Mr. Faulks went to the door, protesting and muttering to himself.
“Stay! one word more! It is wrong of me, perhaps, to hint that your zeal requires any stimulus, Mr. Faulks.”
“Hardly, I hope. I have endeavoured for the last five-and-thirty years—”
“Yes, yes, we know all about that. But I have been told that you looked for some special recognition of your services—a decoration, the Order of the Bath—from the last Administration. Now, unless you bestir yourself, don’t expect anything of the kind from us.”
“I do not pretend to say that I have earned the favour of my Sovereign; but in any case it would depend upon her most gracious Majesty whether—”
“Don’t make any mistake about it. You can only get the Bath through the recommendation of your immediate superiors. There’s stimulus, if you want it. But don’t let me detain you any more.”
Mr. Faulks went slowly downstairs, and still more slowly resumed his out-of-door frock-coat; he took up his hat and stick in the same deliberate fashion, and started at a snail’s pace for round the corner.
He drawled and dawdled through the business, which five minutes’ sharp talk could have ended, and it was nearly lunch-time before he returned to his chief.
“Well, you might have been to the Crimea and back!” said Sir Humphrey, impatiently.
“Matters of such moment are not to be disposed of out of hand. Haste is certain to produce dangerous confusion, and it has been my unvaried experience during five-and-thirty years—”
“Which it has taken you to find the shortest way next door. But there! let us get on with our work.

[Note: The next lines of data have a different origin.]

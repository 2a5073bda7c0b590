use std::path::PathBuf;

use thiserror::Error;

#[derive(Debug, Clone, Copy, PartialEq, Eq)]
pub enum ErrorKind {
    Input,
    Config,
    Resource,
    Service,
}

impl ErrorKind {
    pub fn as_str(&self) -> &'static str {
        match self {
            ErrorKind::Input => "input",
            ErrorKind::Config => "config",
            ErrorKind::Resource => "resource",
            ErrorKind::Service => "service",
        }
    }

    pub fn exit_code(&self) -> u8 {
        match self {
            ErrorKind::Input => 2,
            ErrorKind::Config => 3,
            ErrorKind::Resource => 4,
            ErrorKind::Service => 5,
        }
    }
}

#[derive(Error, Debug)]
pub enum Error {
    #[error("no text to render (input is empty)")]
    MissingText,
    #[error("failed to read input file {}: {source}", path.display())]
    ReadInput {
        path: PathBuf,
        #[source]
        source: std::io::Error,
    },
    #[error("ambiguous input: {0}")]
    AmbiguousInput(String),

    #[error("unknown style '{name}' (expected one of: {expected})")]
    InvalidStyle { name: String, expected: String },
    #[error("settings error: {0:#}")]
    Settings(anyhow::Error),

    #[error("failed to load font {}: {reason}", path.display())]
    FontLoad { path: PathBuf, reason: String },
    #[error("unsupported output format for {}", path.display())]
    UnsupportedFormat { path: PathBuf },
    #[error("failed to write {}: {source}", path.display())]
    Write {
        path: PathBuf,
        #[source]
        source: std::io::Error,
    },
    #[error("failed to encode image: {0}")]
    Encode(String),

    #[error("model service unavailable at {host}: {reason}")]
    ServiceUnavailable { host: String, reason: String },
    #[error("model '{0}' not found on the server")]
    ModelNotFound(String),
    #[error("no model to use: {0}")]
    NoModel(String),
    #[error("model request failed: {0}")]
    StreamFailed(String),
    #[error("stream interrupted: {0}")]
    StreamInterrupted(String),
}

impl Error {
    pub fn kind(&self) -> ErrorKind {
        match self {
            Error::MissingText | Error::ReadInput { .. } | Error::AmbiguousInput(_) => {
                ErrorKind::Input
            }
            Error::InvalidStyle { .. } | Error::Settings(_) => ErrorKind::Config,
            Error::FontLoad { .. }
            | Error::UnsupportedFormat { .. }
            | Error::Write { .. }
            | Error::Encode(_) => ErrorKind::Resource,
            Error::ServiceUnavailable { .. }
            | Error::ModelNotFound(_)
            | Error::NoModel(_)
            | Error::StreamFailed(_)
            | Error::StreamInterrupted(_) => ErrorKind::Service,
        }
    }

    pub fn exit_code(&self) -> u8 {
        self.kind().exit_code()
    }
}

pub type Result<T> = std::result::Result<T, Error>;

Now, about this expedition to Kertch?”
And Sir Humphrey proceeded to discuss and dispose of great questions of supply in a prompt, off-hand way that both silenced and terrified Mr. Faulks.
CHAPTER V.
MR. FAULKS TALKS.
Mr. Faulks was rather fond of good living, and, as a rule, he never allowed official cares to interfere with his lunch, a meal brought in on a tray from an eating-house in the Strand. To make a proper selection from the bill of fare sent in every morning was a weighty matter, taking precedence over any other work, however pressing.
But to-day he scarcely enjoyed the haricot of lamb with new potatoes and young peas that he found waiting, and slightly cold, when he went downstairs to his own room.
“For two pins I’d take my retirement; I can claim it; where would they be then?”
This estimable personage shared with thousands the strange superstition that the world cannot do without them.
“This cook is falling off most terribly. The lamb is uneatable, the potatoes are waxy, and the peas like pills. Ugh! I never made a worse lunch!”
A large cigar and the perusal of the long-neglected Times did not pacify him much, and he was still fretting and fuming when his messenger brought in a three-cornered note and asked if there was any reply.